420.2
The Headscarf and Nikab Politics in France, the Netherlands and Germany: Appropriating Feminism and Negotiating Difference

Friday, 20 July 2018: 15:30
Location: 717A (MTCC SOUTH BUILDING)
Oral Presentation
Gokce YURDAKUL, Humboldt University of Berlin, Germany
Anna KORTEWEG, University of Toronto, Canada
In this paper, we analyze headscarf and nikab debates that unfolded in the first decade of the 21st century in France, the Netherlands, and Germany. Looking at newspaper articles, policy and legal documents, we understand attempts to regulate the headscarf and nikab as attempts to manage politics toward gender and Islam in three countries.
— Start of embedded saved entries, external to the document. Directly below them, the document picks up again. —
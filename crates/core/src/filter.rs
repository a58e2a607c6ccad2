//! Depth and changelist scoping.
//!
//! A [`PathFilter`] restricts which paths the driver, the status walk and
//! the conflict enumeration touch. Depth is measured from the operation
//! target; changelists only hold files, so directories always pass the
//! changelist test and their unlisted file children are filtered instead.

use crate::models::{Depth, NodeKind};
use crate::target;

#[derive(Debug, Clone, PartialEq, Eq)]
pub struct PathFilter {
    /// Relpath of the operation target.
    pub target: String,
    pub depth: Depth,
    /// Empty means "no changelist restriction".
    pub changelists: Vec<String>,
}

impl PathFilter {
    pub fn new(target: impl Into<String>, depth: Depth) -> Self {
        Self {
            target: target.into(),
            depth,
            changelists: Vec::new(),
        }
    }

    /// Everything below the working-copy root.
    pub fn everything() -> Self {
        Self::new("", Depth::Infinity)
    }

    pub fn with_changelists(mut self, changelists: Vec<String>) -> Self {
        self.changelists = changelists;
        self
    }

    /// `true` if `path` of `kind` lies within the requested depth.
    pub fn in_depth(&self, path: &str, kind: NodeKind) -> bool {
        match target::depth_below(&self.target, path) {
            None => false,
            Some(0) => true,
            Some(distance) => depth_admits(self.depth, distance, kind),
        }
    }

    /// `true` if a node with the given changelist passes the changelist test.
    pub fn in_changelists(&self, kind: NodeKind, changelist: Option<&str>) -> bool {
        if self.changelists.is_empty() || kind == NodeKind::Dir {
            return true;
        }
        changelist
            .map(|cl| self.changelists.iter().any(|c| c == cl))
            .unwrap_or(false)
    }

    pub fn admits(&self, path: &str, kind: NodeKind, changelist: Option<&str>) -> bool {
        self.in_depth(path, kind) && self.in_changelists(kind, changelist)
    }

    /// `true` if a walk should list the children of directory `path`.
    pub fn descends_into(&self, path: &str) -> bool {
        match target::depth_below(&self.target, path) {
            None => false,
            Some(0) => self.depth > Depth::Empty,
            Some(_) => self.depth == Depth::Infinity,
        }
    }
}

/// Whether a node `distance` levels below a directory whose depth is `depth`
/// falls inside it. Files are never subject to a depth of their own.
pub fn depth_admits(depth: Depth, distance: usize, kind: NodeKind) -> bool {
    match depth {
        Depth::Empty => distance == 0,
        Depth::Files => distance == 0 || (distance == 1 && kind != NodeKind::Dir),
        Depth::Immediates => distance <= 1,
        Depth::Infinity => true,
    }
}

#[cfg(test)]
mod tests {
    use super::*;

    #[test]
    fn test_depth_scoping() {
        let files = PathFilter::new("a", Depth::Files);
        assert!(files.in_depth("a", NodeKind::Dir));
        assert!(files.in_depth("a/x.txt", NodeKind::File));
        assert!(!files.in_depth("a/sub", NodeKind::Dir));
        assert!(!files.in_depth("a/sub/y", NodeKind::File));
        assert!(!files.in_depth("b", NodeKind::File));

        let imm = PathFilter::new("a", Depth::Immediates);
        assert!(imm.in_depth("a/sub", NodeKind::Dir));
        assert!(!imm.in_depth("a/sub/y", NodeKind::File));

        let empty = PathFilter::new("a", Depth::Empty);
        assert!(empty.in_depth("a", NodeKind::Dir));
        assert!(!empty.in_depth("a/x.txt", NodeKind::File));

        assert!(PathFilter::everything().in_depth("deep/er/still", NodeKind::File));
    }

    #[test]
    fn test_changelist_scoping() {
        let f = PathFilter::everything().with_changelists(vec!["fixes".into()]);
        assert!(f.admits("a.txt", NodeKind::File, Some("fixes")));
        assert!(!f.admits("b.txt", NodeKind::File, Some("other")));
        assert!(!f.admits("c.txt", NodeKind::File, None));
        assert!(f.admits("dir", NodeKind::Dir, None));
    }

    #[test]
    fn test_descends_into() {
        assert!(!PathFilter::new("", Depth::Empty).descends_into(""));
        assert!(PathFilter::new("", Depth::Files).descends_into(""));
        assert!(!PathFilter::new("", Depth::Immediates).descends_into("a"));
        assert!(PathFilter::new("", Depth::Infinity).descends_into("a/b"));
    }
}
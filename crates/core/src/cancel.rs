//! Cooperative cancellation for working-copy traversals.

use std::sync::atomic::{AtomicBool, Ordering};
use std::sync::Arc;

use crate::errors::WcError;

/// A cloneable flag polled by the driver between per-path operations.
#[derive(Debug, Clone, Default)]
pub struct CancellationToken {
    cancelled: Arc<AtomicBool>,
}

impl CancellationToken {
    pub fn new() -> Self {
        Self::default()
    }

    /// Request cancellation. Operations already applied stay applied.
    pub fn cancel(&self) {
        self.cancelled.store(true, Ordering::SeqCst);
    }

    pub fn is_cancelled(&self) -> bool {
        self.cancelled.load(Ordering::SeqCst)
    }

    /// `Err(WcError::Cancelled)` once cancellation was requested.
    pub fn check(&self) -> Result<(), WcError> {
        if self.is_cancelled() {
            Err(WcError::Cancelled)
        } else {
            Ok(())
        }
    }
}

#[cfg(test)]
mod tests {
    use super::*;

    #[test]
    fn test_token_shared_between_clones() {
        let token = CancellationToken::new();
        let clone = token.clone();
        assert!(token.check().is_ok());

        clone.cancel();
        assert!(token.is_cancelled());
        assert!(matches!(token.check(), Err(WcError::Cancelled)));
    }
}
We show that while formal regulations vary importantly between them, in all three countries feminist and feminist-inspired interlocutors enacted a form of governance feminism that largely promoted an exclusionary approach to the headscarf and nikab by relying on the rhetorics of secularism, state neutrality and gender equality. They equated forbidding or curtailing the wearing of the headscarf and nikab with advancing women’s liberation. We show possibilities for alternative governance strategies that lead to more inclusive approaches to gendered difference by comparing the approaches to headscarf and nikab in three countries.